On a global scale, these were the two main risk factors in the last few weeks. If we look at emerging markets, there are not many structurally positive stories to report at the moment. US hike cycle, weak commodities, weaker fundamentals and structural problems have been haunting emerging markets for over a year. All these problems aside, there is a price for everything and a discount rate for every problem. In fundamental terms most Emerging Market economies continue to struggle but they have become somewhat resilient to shocks as outflows decreased invested foreign capital and devaluation of currencies aggressively cheapened valuations. At this point, commodity prices do not seem to be set for a strong rebound with weak demand growth from China and Asia. In the absence of a major credit spread rally, the EM countries are unlikely to a much better ability to borrow from abroad this year. However, further ECB action in March could change the game for emerging markets. If credit spreads are tightened following further asset purchases by the ECB Emerging Markets could be huge gainers in an easy credit, low inflation, low growth environment. In a stable scenario such as the one I have laid out the Emerging Market sell-off that has been trending for almost 2 years could hit a large correction.
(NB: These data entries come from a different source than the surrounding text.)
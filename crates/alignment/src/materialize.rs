//! Feature matrix materialization.
//!
//! Both construction paths write through `MatrixBuilder`: a matrix is created
//! the first time its feature name is seen, cells are written, and every
//! matrix is forward-filled once at the end.

use crate::matrix::{FeatureMatrices, FeatureMatrix};
use crate::progress::ProgressTracker;
use quantline_core::{InstrumentUpdate, TimeGroup, Timestamp};
use std::collections::HashMap;
use tracing::debug;

struct MatrixBuilder<'a> {
    timeline: &'a [Timestamp],
    universe: &'a [String],
    columns: HashMap<&'a str, usize>,
    matrices: FeatureMatrices,
}

impl<'a> MatrixBuilder<'a> {
    fn new(timeline: &'a [Timestamp], universe: &'a [String]) -> Self {
        let columns = universe
            .iter()
            .enumerate()
            .map(|(col, id)| (id.as_str(), col))
            .collect();
        Self {
            timeline,
            universe,
            columns,
            matrices: FeatureMatrices::new(),
        }
    }

    /// Write every field of `update` into row `row`.
    fn write(&mut self, row: usize, update: &InstrumentUpdate) {
        let Some(&col) = self.columns.get(update.instrument_id.as_str()) else {
            debug!("Ignoring update for {} outside the universe", update.instrument_id);
            return;
        };

        for (name, value) in &update.fields {
            if !self.matrices.contains_key(name) {
                self.matrices.insert(
                    name.clone(),
                    FeatureMatrix::empty(name.clone(), self.timeline.to_vec(), self.universe.to_vec()),
                );
            }
            if let Some(matrix) = self.matrices.get_mut(name) {
                matrix.set(row, col, value.clone());
            }
        }
    }

    fn finish(mut self) -> FeatureMatrices {
        for matrix in self.matrices.values_mut() {
            matrix.forward_fill();
        }
        self.matrices
    }
}

/// Build forward-filled matrices from timestamp groups.
///
/// `groups` must be in ascending time order and `timeline[i]` must be the
/// timestamp of `groups[i]`.
pub fn materialize_feature_matrices(
    timeline: &[Timestamp],
    groups: &[TimeGroup],
    universe: &[String],
) -> FeatureMatrices {
    debug_assert_eq!(timeline.len(), groups.len());
    let mut builder = MatrixBuilder::new(timeline, universe);
    let mut progress = ProgressTracker::new(groups.len(), universe.len());

    for (row, group) in groups.iter().enumerate() {
        for update in &group.updates {
            builder.write(row, update);
        }
        progress.advance();
    }

    builder.finish()
}

/// Build forward-filled matrices from whole per-instrument series.
///
/// Each update is placed at its timestamp's row in `timeline`; updates whose
/// timestamp is absent from the timeline are ignored.
pub fn materialize_from_series(
    timeline: &[Timestamp],
    series: &[(String, Vec<InstrumentUpdate>)],
    universe: &[String],
) -> FeatureMatrices {
    let mut builder = MatrixBuilder::new(timeline, universe);
    let mut progress = ProgressTracker::new(series.len(), universe.len());

    for (_, updates) in series {
        for update in updates {
            match timeline.binary_search(&update.time_of_update) {
                Ok(row) => builder.write(row, update),
                Err(_) => debug!(
                    "No timeline row for {} at {}",
                    update.instrument_id, update.time_of_update
                ),
            }
        }
        progress.advance();
    }

    builder.finish()
}

#[cfg(test)]
mod tests {
    use super::*;
    use crate::timeline::{build_timeline, flatten_per_instrument};
    use quantline_core::RawRecord;
    use quantline_ingestion::RecordStream;

    fn row(date: &str, fields: &[(&str, &str)]) -> RawRecord {
        let mut record: RawRecord = fields
            .iter()
            .map(|(k, v)| (k.to_string(), v.to_string()))
            .collect();
        record.insert("Date".to_string(), date.to_string());
        record
    }

    fn streams() -> Vec<RecordStream> {
        vec![
            RecordStream::available(
                "X",
                vec![
                    row("2020-01-01", &[("Close", "10")]),
                    row("2020-01-03", &[("Close", "12"), ("Volume", "300")]),
                ],
            ),
            RecordStream::available("Y", vec![row("2020-01-02", &[("Close", "5")])]),
        ]
    }

    fn column(matrix: &FeatureMatrix, col: usize) -> Vec<Option<f64>> {
        (0..matrix.n_rows()).map(|r| matrix.numeric(r, col)).collect()
    }

    #[test]
    fn test_grouped_matrices_forward_filled() {
        let grouped = build_timeline(streams(), "Date");
        let matrices =
            materialize_feature_matrices(&grouped.timeline, &grouped.groups, &grouped.universe);

        assert_eq!(matrices.keys().collect::<Vec<_>>(), vec!["Close", "Volume"]);

        let close = &matrices["Close"];
        assert_eq!(column(close, 0), vec![Some(10.0), Some(10.0), Some(12.0)]);
        assert_eq!(column(close, 1), vec![None, Some(5.0), Some(5.0)]);

        let volume = &matrices["Volume"];
        assert_eq!(volume.n_rows(), 3);
        assert_eq!(column(volume, 0), vec![None, None, Some(300.0)]);
        assert_eq!(column(volume, 1), vec![None, None, None]);
    }

    #[test]
    fn test_both_paths_agree() {
        let grouped = build_timeline(streams(), "Date");
        let from_groups =
            materialize_feature_matrices(&grouped.timeline, &grouped.groups, &grouped.universe);

        let flat = flatten_per_instrument(streams(), "Date");
        let from_series = materialize_from_series(&flat.timeline, &flat.series, &flat.universe);

        assert_eq!(from_groups, from_series);
    }

    #[test]
    fn test_materialize_is_repeatable() {
        let grouped = build_timeline(streams(), "Date");
        let first =
            materialize_feature_matrices(&grouped.timeline, &grouped.groups, &grouped.universe);
        let second =
            materialize_feature_matrices(&grouped.timeline, &grouped.groups, &grouped.universe);
        assert_eq!(first, second);
    }

    #[test]
    fn test_duplicate_cell_last_write_wins() {
        let streams = vec![RecordStream::available(
            "X",
            vec![
                row("2020-01-01", &[("Close", "1")]),
                row("2020-01-01", &[("Close", "2")]),
            ],
        )];
        let grouped = build_timeline(streams, "Date");
        let matrices =
            materialize_feature_matrices(&grouped.timeline, &grouped.groups, &grouped.universe);

        assert_eq!(grouped.groups[0].updates.len(), 2);
        assert_eq!(matrices["Close"].numeric(0, 0), Some(2.0));
    }
}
Recently, the risk selloff was not generally worse in Emerging Markets than G10. Emerging Market currencies lost value leading to some underperformance of unhedged local currency assets but dollar denominated assets such as eurobonds did not really get hit since the move was compensated by rallying US treasuries and the outcome was a spread widening rather than a decline in value. The spread over UST on the EMBI Diversified Emerging Markets index rose by 77 bps in the first 3 weeks of January before falling about 20 Bps in the last 3 trading days.

Conclusion: Emerging Market weakness trend seems to be nearing an end as effect of risk aversion on Emerging Market spreads stay subdued. Possibly the reduction of positions and devaluations of the last 2 years have brought Emerging Market valuations to a level where sellers are limited. This could mean in a low interest rate, low inflation environment such as now Emerging Markets could gain some lost ground back if the ECB delivers in March.